State v. Williams

54 So. 3d 1085, 2011 Fla. App. LEXIS 2649, 2011 WL 710187
CourtDistrict Court of Appeal of Florida
DecidedMarch 2, 2011
DocketNo. 4D10-237
StatusPublished

This text of 54 So. 3d 1085 (State v. Williams) is published on Counsel Stack Legal Research, covering District Court of Appeal of Florida primary law. Counsel Stack provides free access to over 12 million legal documents including statutes, case law, regulations, and constitutions.

Bluebook
State v. Williams, 54 So. 3d 1085, 2011 Fla. App. LEXIS 2649, 2011 WL 710187 (Fla. Ct. App. 2011).

Opinion

PER CURIAM.

We affirm the trial court’s mitigation of appellant’s sentence. Pursuant to Florida Rule of Criminal Procedure 3.800(c), the motion to mitigate was filed within sixty days of imposition, but the hearing on the motion was held more than sixty days from imposition of the original sentence.
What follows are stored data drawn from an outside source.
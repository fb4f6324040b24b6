// Copyright (c) 2025 Jonathan Fontanez
// SPDX-License-Identifier: BUSL-1.1

use std::fmt;
use std::time::Duration;

use bytes::Bytes;

use super::svg::SvgElement;
use crate::core::layout::{Layout, Rect};
use crate::core::runtime::Classification;

/// Font size as a fraction of the window height.
const FONT_SCALE: f64 = 0.03;
/// Vertical distance between stacked lines, in font sizes.
const LINE_PITCH: f64 = 1.7;
/// Average monospace glyph width, in font sizes.
const GLYPH_WIDTH_EM: f64 = 0.6;
/// Distance of the text block from the window edges, in pixels.
const MARGIN: f64 = 20.0;

const BACKING_STYLE: &str = ".back{fill:black;stroke:black;stroke-width:0.5em}";

/// Duration of one inference call. Always positive and finite.
#[derive(Debug, Clone, Copy, PartialEq, PartialOrd)]
pub struct InferenceTiming {
    millis: f64,
}

impl InferenceTiming {
    /// `None` for zero, negative or non-finite times: no rate can be shown.
    pub fn from_millis(millis: f64) -> Option<Self> {
        (millis.is_finite() && millis > 0.0).then_some(Self { millis })
    }

    pub fn from_duration(duration: Duration) -> Option<Self> {
        Self::from_millis(duration.as_secs_f64() * 1000.0)
    }

    pub fn millis(&self) -> f64 {
        self.millis
    }

    pub fn fps(&self) -> f64 {
        1000.0 / self.millis
    }
}

#[derive(Debug, Clone, Copy, PartialEq, Eq)]
pub enum LineKind {
    Result,
    Title,
    Info,
}

#[derive(Debug, Clone, Copy, PartialEq, Eq)]
pub enum TextAnchor {
    Start,
    End,
}

/// One positioned text line with its backing rectangle.
#[derive(Debug, Clone, PartialEq)]
pub struct OverlayLine {
    pub kind: LineKind,
    pub text: String,
    pub x: f64,
    /// Baseline.
    pub y: f64,
    pub anchor: TextAnchor,
    /// Backing rectangle width in font sizes.
    pub backing_width_em: f64,
}

/// One complete overlay image. Never modified after rendering; replacing the
/// overlay means publishing a new document.
#[derive(Debug, Clone, PartialEq)]
pub struct OverlayDocument {
    window: Rect,
    font_size: f64,
    lines: Vec<OverlayLine>,
    svg: String,
}

impl OverlayDocument {
    pub fn window(&self) -> Rect {
        self.window
    }

    pub fn font_size(&self) -> f64 {
        self.font_size
    }

    pub fn lines(&self) -> &[OverlayLine] {
        &self.lines
    }

    pub fn lines_of(&self, kind: LineKind) -> impl Iterator<Item = &OverlayLine> {
        self.lines.iter().filter(move |line| line.kind == kind)
    }

    /// Serialized SVG document.
    pub fn svg(&self) -> &str {
        &self.svg
    }

    pub fn to_bytes(&self) -> Bytes {
        Bytes::copy_from_slice(self.svg.as_bytes())
    }
}

impl fmt::Display for OverlayDocument {
    fn fmt(&self, f: &mut fmt::Formatter<'_>) -> fmt::Result {
        f.write_str(&self.svg)
    }
}

fn backing_width_em(text: &str) -> f64 {
    GLYPH_WIDTH_EM * text.chars().count() as f64
}

fn backing_rect(line: &OverlayLine) -> SvgElement {
    let flip = match line.anchor {
        TextAnchor::End => "scale(-1,-1)",
        TextAnchor::Start => "scale(1,-1)",
    };
    SvgElement::new("rect")
        .attr("x", 0)
        .attr("y", 0)
        .attr("width", format!("{}em", line.backing_width_em))
        .attr("height", "1em")
        .attr("transform", format!("translate({}, {}) {}", line.x, line.y, flip))
        .attr("class", "back")
}

fn text(line: &OverlayLine) -> SvgElement {
    let element = SvgElement::new("text");
    let element = match line.anchor {
        TextAnchor::End => element.attr("text-anchor", "end"),
        TextAnchor::Start => element,
    };
    element
        .attr("x", line.x)
        .attr("y", line.y)
        .attr("fill", "white")
        .text(line.text.clone())
}

/// Lay out and serialize the overlay for one inference result.
///
/// Results stack upward from the bottom-right corner, best first at the
/// bottom. The title sits at the top-left, the timing line at the
/// bottom-left. Every line gets a black backing rectangle sized from its
/// character count.
pub fn render_overlay(
    title: Option<&str>,
    results: &[Classification],
    timing: InferenceTiming,
    layout: &Layout,
) -> OverlayDocument {
    let window = layout.window;
    let (x0, y0) = (window.x as f64, window.y as f64);
    let (width, height) = (window.width as f64, window.height as f64);
    let font_size = FONT_SCALE * height;
    let pitch = LINE_PITCH * font_size;

    let (ox1, ox2) = (x0 + MARGIN, x0 + width - MARGIN);
    let (oy1, oy2) = (y0 + MARGIN + font_size, y0 + height - MARGIN);

    let mut lines = Vec::with_capacity(results.len() + 2);

    for (i, result) in results.iter().enumerate() {
        let text = format!("{} ({:.2})", result.label, result.score);
        lines.push(OverlayLine {
            kind: LineKind::Result,
            backing_width_em: backing_width_em(&text),
            text,
            x: ox2,
            y: oy2 - i as f64 * pitch,
            anchor: TextAnchor::End,
        });
    }

    if let Some(title) = title.filter(|t| !t.is_empty()) {
        lines.push(OverlayLine {
            kind: LineKind::Title,
            text: title.to_string(),
            x: ox1,
            y: oy1,
            anchor: TextAnchor::Start,
            backing_width_em: backing_width_em(title),
        });
    }

    let info = [format!(
        "Inference time: {:.2} ms ({:.2} fps)",
        timing.millis(),
        timing.fps()
    )];
    // Last info line at the bottom margin, earlier ones above it.
    for (i, text) in info.iter().rev().enumerate() {
        lines.push(OverlayLine {
            kind: LineKind::Info,
            backing_width_em: backing_width_em(text),
            text: text.clone(),
            x: ox1,
            y: oy2 - i as f64 * pitch,
            anchor: TextAnchor::Start,
        });
    }

    let mut svg = SvgElement::root()
        .attr("width", window.width)
        .attr("height", window.height)
        .attr("viewBox", window)
        .attr("font-size", font_size)
        .attr("font-family", "monospace")
        .attr("font-weight", 500)
        .child(SvgElement::new("defs").child(SvgElement::new("style").text(BACKING_STYLE)));
    for line in &lines {
        svg.push(backing_rect(line));
        svg.push(text(line));
    }

    OverlayDocument {
        window,
        font_size,
        lines,
        svg: svg.to_string(),
    }
}

#[cfg(test)]
mod tests {
    use super::*;
    use crate::core::layout::Size;

    fn layout(width: u32, height: u32) -> Layout {
        Layout::new(Size::new(width, height), Size::new(224, 224)).unwrap()
    }

    fn results(pairs: &[(&str, f32)]) -> Vec<Classification> {
        pairs
            .iter()
            .map(|(label, score)| Classification::new(*label, *score))
            .collect()
    }

    #[test]
    fn test_results_stack_bottom_up() {
        let doc = render_overlay(
            Some("X"),
            &results(&[("cat", 0.91), ("dog", 0.33)]),
            InferenceTiming::from_millis(12.5).unwrap(),
            &layout(640, 480),
        );

        let font = 0.03 * 480.0;
        let oy2 = 480.0 - 20.0;
        assert_eq!(doc.font_size(), font);

        let lines: Vec<&OverlayLine> = doc.lines_of(LineKind::Result).collect();
        assert_eq!(lines.len(), 2);
        assert_eq!(lines[0].text, "cat (0.91)");
        assert_eq!(lines[1].text, "dog (0.33)");
        assert_eq!(lines[0].y, oy2);
        assert_eq!(lines[1].y, oy2 - 1.7 * font);
        assert!(lines[0].y > lines[1].y);
        assert_eq!(lines[0].x, 620.0);
        assert_eq!(lines[0].anchor, TextAnchor::End);

        let info: Vec<&OverlayLine> = doc.lines_of(LineKind::Info).collect();
        assert_eq!(info.len(), 1);
        assert_eq!(info[0].text, "Inference time: 12.50 ms (80.00 fps)");
        assert_eq!((info[0].x, info[0].y), (20.0, oy2));

        let title: Vec<&OverlayLine> = doc.lines_of(LineKind::Title).collect();
        assert_eq!(title.len(), 1);
        assert_eq!((title[0].x, title[0].y), (20.0, 20.0 + font));
    }

    #[test]
    fn test_backing_width_linear_in_length() {
        let doc = render_overlay(
            None,
            &results(&[("abc", 0.5), ("xyz", 0.4), ("abcdef", 0.3)]),
            InferenceTiming::from_millis(5.0).unwrap(),
            &layout(1280, 720),
        );
        let lines: Vec<&OverlayLine> = doc.lines_of(LineKind::Result).collect();
        assert_eq!(lines[0].backing_width_em, lines[1].backing_width_em);
        let per_char = lines[0].backing_width_em / lines[0].text.len() as f64;
        assert!((lines[2].backing_width_em - per_char * lines[2].text.len() as f64).abs() < 1e-9);
        assert!((per_char - 0.6).abs() < 1e-12);
    }

    #[test]
    fn test_svg_document_structure() {
        let doc = render_overlay(
            Some("Title"),
            &results(&[("cat", 0.91)]),
            InferenceTiming::from_millis(10.0).unwrap(),
            &layout(640, 480),
        );
        let svg = doc.svg();
        assert!(svg.starts_with("<svg xmlns=\"http://www.w3.org/2000/svg\" width=\"640\" height=\"480\" viewBox=\"0 0 640 480\""));
        assert!(svg.contains("font-family=\"monospace\""));
        assert_eq!(svg.matches("<style>").count(), 1);
        assert!(svg.contains(BACKING_STYLE));
        // One backing rect per line: result, title, info.
        assert_eq!(svg.matches("class=\"back\"").count(), 3);
        assert!(svg.contains("transform=\"translate(620, 460) scale(-1,-1)\""));
        assert!(svg.ends_with("</svg>"));
    }

    #[test]
    fn test_empty_title_is_skipped() {
        let doc = render_overlay(
            Some(""),
            &results(&[("cat", 0.91)]),
            InferenceTiming::from_millis(10.0).unwrap(),
            &layout(640, 480),
        );
        assert_eq!(doc.lines_of(LineKind::Title).count(), 0);
    }

    #[test]
    fn test_labels_are_escaped() {
        let doc = render_overlay(
            None,
            &results(&[("<b>&co", 0.5)]),
            InferenceTiming::from_millis(10.0).unwrap(),
            &layout(640, 480),
        );
        assert!(doc.svg().contains("&lt;b&gt;&amp;co (0.50)"));
        assert!(!doc.svg().contains("<b>"));
    }

    #[test]
    fn test_timing_rejects_unusable_values() {
        assert!(InferenceTiming::from_millis(0.0).is_none());
        assert!(InferenceTiming::from_millis(-3.0).is_none());
        assert!(InferenceTiming::from_millis(f64::NAN).is_none());
        assert!(InferenceTiming::from_millis(f64::INFINITY).is_none());
        assert!(InferenceTiming::from_duration(Duration::ZERO).is_none());
        let timing = InferenceTiming::from_duration(Duration::from_millis(20)).unwrap();
        assert_eq!(timing.fps(), 50.0);
    }
}
// Copyright (c) 2025 Jonathan Fontanez
// SPDX-License-Identifier: BUSL-1.1

//! Runtime lifecycle against the synthetic engine.
//!
//! Every test here runs a pipeline that polls the process-wide interrupt
//! flag, so they are serialized.

use std::sync::atomic::{AtomicU64, Ordering};
use std::sync::Arc;
use std::time::Duration;

use parking_lot::Mutex;
use serial_test::serial;

use framelens::core::signals;
use framelens::{
    assemble, pipelines, render_overlay, Control, Display, EngineKind, InferenceTiming, Layout,
    OverlayDocument, PipelineRuntime, RunOptions, RuntimeOptions, RuntimeState, Sample, Size,
    Source, StopReason, StreamError, SyntheticConfig, SyntheticEngine,
};

type FrameResult = anyhow::Result<Option<OverlayDocument>>;

fn camera(fps: u32) -> Source {
    Source::from_args("/dev/video0", "640x480", &fps.to_string()).unwrap()
}

fn layout() -> Layout {
    Layout::new(Size::new(640, 480), Size::new(224, 224)).unwrap()
}

fn display_runtime(config: SyntheticConfig, options: RuntimeOptions) -> PipelineRuntime {
    let Source::Camera(format) = camera(200) else {
        unreachable!()
    };
    let graph = assemble(&pipelines::camera_display_pipeline(&format, &layout()).unwrap()).unwrap();
    PipelineRuntime::build(graph, layout(), Box::new(SyntheticEngine::new(config)), options)
        .unwrap()
}

fn headless_options(frames: u64) -> RunOptions {
    RunOptions {
        display: Display::Headless,
        frame_limit: Some(frames),
        engine: EngineKind::Synthetic,
        synthetic: SyntheticConfig::default().unpaced(),
        ..RunOptions::new(camera(30))
    }
}

#[test]
#[serial]
fn test_single_shot_stops_at_end_of_stream() {
    signals::clear_interrupt();
    let calls = Arc::new(AtomicU64::new(0));
    let seen = Arc::clone(&calls);

    let summary = framelens::run(
        Size::new(224, 224),
        move |_: &Sample, _: &Layout, _: &Control| -> FrameResult {
            seen.fetch_add(1, Ordering::SeqCst);
            Ok(None)
        },
        &headless_options(5),
    )
    .unwrap();

    assert_eq!(summary.stop_reason, StopReason::EndOfStream);
    assert_eq!(summary.stats.captured, 5);
    assert_eq!(summary.frames_delivered, summary.stats.delivered);
    assert_eq!(summary.overlays_published, 0);

    let after_stop = calls.load(Ordering::SeqCst);
    std::thread::sleep(Duration::from_millis(50));
    assert_eq!(calls.load(Ordering::SeqCst), after_stop);
}

#[test]
#[serial]
fn test_loop_mode_rewinds_and_keeps_delivering() {
    signals::clear_interrupt();
    let options = RunOptions {
        loop_stream: true,
        ..headless_options(3)
    };
    let calls = Arc::new(AtomicU64::new(0));
    let seen = Arc::clone(&calls);

    let summary = framelens::run(
        Size::new(224, 224),
        move |_: &Sample, _: &Layout, control: &Control| -> FrameResult {
            if seen.fetch_add(1, Ordering::SeqCst) + 1 >= 8 {
                control.request_stop();
            }
            Ok(None)
        },
        &options,
    )
    .unwrap();

    assert_eq!(summary.stop_reason, StopReason::StopRequested);
    assert!(calls.load(Ordering::SeqCst) >= 8);
    assert!(summary.stats.captured > 3);
}

#[test]
#[serial]
fn test_callback_error_stops_and_releases_engine() {
    signals::clear_interrupt();
    let mut runtime = display_runtime(SyntheticConfig::default(), RuntimeOptions::default());
    let calls = Arc::new(AtomicU64::new(0));
    let seen = Arc::clone(&calls);

    runtime
        .start(move |_: &Sample, _: &Layout, _: &Control| -> FrameResult {
            if seen.fetch_add(1, Ordering::SeqCst) == 2 {
                anyhow::bail!("model crashed");
            }
            Ok(None)
        })
        .unwrap();
    assert_eq!(runtime.state(), RuntimeState::Running);

    let err = runtime.run_until_stopped().unwrap_err();
    match err {
        StreamError::Callback(e) => assert_eq!(e.to_string(), "model crashed"),
        other => panic!("expected callback error, got {:?}", other),
    }
    assert_eq!(runtime.state(), RuntimeState::Stopped);

    let captured = runtime.stats().captured;
    std::thread::sleep(Duration::from_millis(50));
    assert_eq!(runtime.stats().captured, captured);
    assert_eq!(calls.load(Ordering::SeqCst), 3);
}

#[test]
#[serial]
fn test_engine_fault_fails_runtime() {
    signals::clear_interrupt();
    let mut runtime = display_runtime(
        SyntheticConfig::default().unpaced().fail_after_frames(4),
        RuntimeOptions::default(),
    );
    let result = runtime.run(|_: &Sample, _: &Layout, _: &Control| -> FrameResult { Ok(None) });

    assert!(matches!(result, Err(StreamError::Engine(_))));
    assert_eq!(runtime.state(), RuntimeState::Failed);
    assert!(runtime.stop().is_ok());
    assert_eq!(runtime.state(), RuntimeState::Failed);
}

#[test]
#[serial]
fn test_slow_callback_drops_frames_but_not_display() {
    signals::clear_interrupt();
    let mut runtime = display_runtime(
        SyntheticConfig::default().frame_limit(30),
        RuntimeOptions::default(),
    );
    let summary = runtime
        .run(|_: &Sample, _: &Layout, _: &Control| -> FrameResult {
            std::thread::sleep(Duration::from_millis(20));
            Ok(None)
        })
        .unwrap();

    assert_eq!(summary.stop_reason, StopReason::EndOfStream);
    assert_eq!(summary.stats.captured, 30);
    assert_eq!(summary.stats.displayed, 30);
    assert!(summary.stats.dropped > 0);
    assert!(summary.stats.max_queue_depth <= 1);
    assert_eq!(summary.stats.delivered + summary.stats.dropped, 30);
}

#[test]
#[serial]
fn test_overlay_kept_when_callback_returns_none() {
    signals::clear_interrupt();
    let mut runtime = display_runtime(
        SyntheticConfig::default().frame_limit(20),
        RuntimeOptions::default(),
    );
    let rendered = Arc::new(Mutex::new(None));
    let first = Arc::clone(&rendered);

    let summary = runtime
        .run(move |_: &Sample, layout: &Layout, _: &Control| -> FrameResult {
            let mut first = first.lock();
            if first.is_some() {
                return Ok(None);
            }
            let timing = InferenceTiming::from_millis(12.5).unwrap();
            let document = render_overlay(Some("first"), &[], timing, layout);
            *first = Some(document.clone());
            Ok(Some(document))
        })
        .unwrap();

    assert_eq!(summary.overlays_published, 1);
    let current = runtime.current_overlay().unwrap();
    assert_eq!(Some(current.as_ref()), rendered.lock().as_ref());
    assert!(summary.stats.overlaid > 0);
}

#[test]
#[serial]
fn test_interrupt_stops_looping_run() {
    signals::request_interrupt();
    let options = RunOptions {
        loop_stream: true,
        ..headless_options(3)
    };
    let summary = framelens::run(
        Size::new(224, 224),
        |_: &Sample, _: &Layout, _: &Control| -> FrameResult { Ok(None) },
        &options,
    );
    signals::clear_interrupt();

    assert_eq!(summary.unwrap().stop_reason, StopReason::Interrupted);
}

#[test]
#[serial]
fn test_pipeline_file_run() {
    signals::clear_interrupt();
    let dir = tempfile::tempdir().unwrap();
    let path = dir.path().join("pipeline.yaml");
    std::fs::write(
        &path,
        r#"
fragments:
  - - stage: { kind: videotest, role: source }
    - caps: { media_type: video/x-raw, constraints: { format: RGB, width: "${inference.width}", height: "${inference.height}" } }
    - stage: { kind: app, role: sink, name: appsink }
"#,
    )
    .unwrap();

    let options = RunOptions {
        pipeline: Some(path),
        ..headless_options(4)
    };
    let sizes = Arc::new(Mutex::new(Vec::new()));
    let seen = Arc::clone(&sizes);
    let summary = framelens::run(
        Size::new(224, 224),
        move |sample: &Sample, _: &Layout, _: &Control| -> FrameResult {
            seen.lock().push(sample.size);
            Ok(None)
        },
        &options,
    )
    .unwrap();

    assert_eq!(summary.frames_delivered, 4);
    assert!(sizes.lock().iter().all(|s| *s == Size::new(224, 224)));
}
Recently, in Schlabach v. State, 37 So.3d 230 (Fla.2010), our supreme court construed the time periods of the rule and determined that as long as the defendant files the motion to reduce or modify sentence within the sixty-day time period, the trial court does not lose jurisdiction solely because no hearing was scheduled and no order was entered within the sixty-day time period. In doing so the court quashed our court’s decision in State v. Schlabach, 1 So.3d 1091 (Fla. 4th DCA 2009), upon which the state has relied in its brief.

Affirmed.

WARNER, STEVENSON and TAYLOR, JJ., concur.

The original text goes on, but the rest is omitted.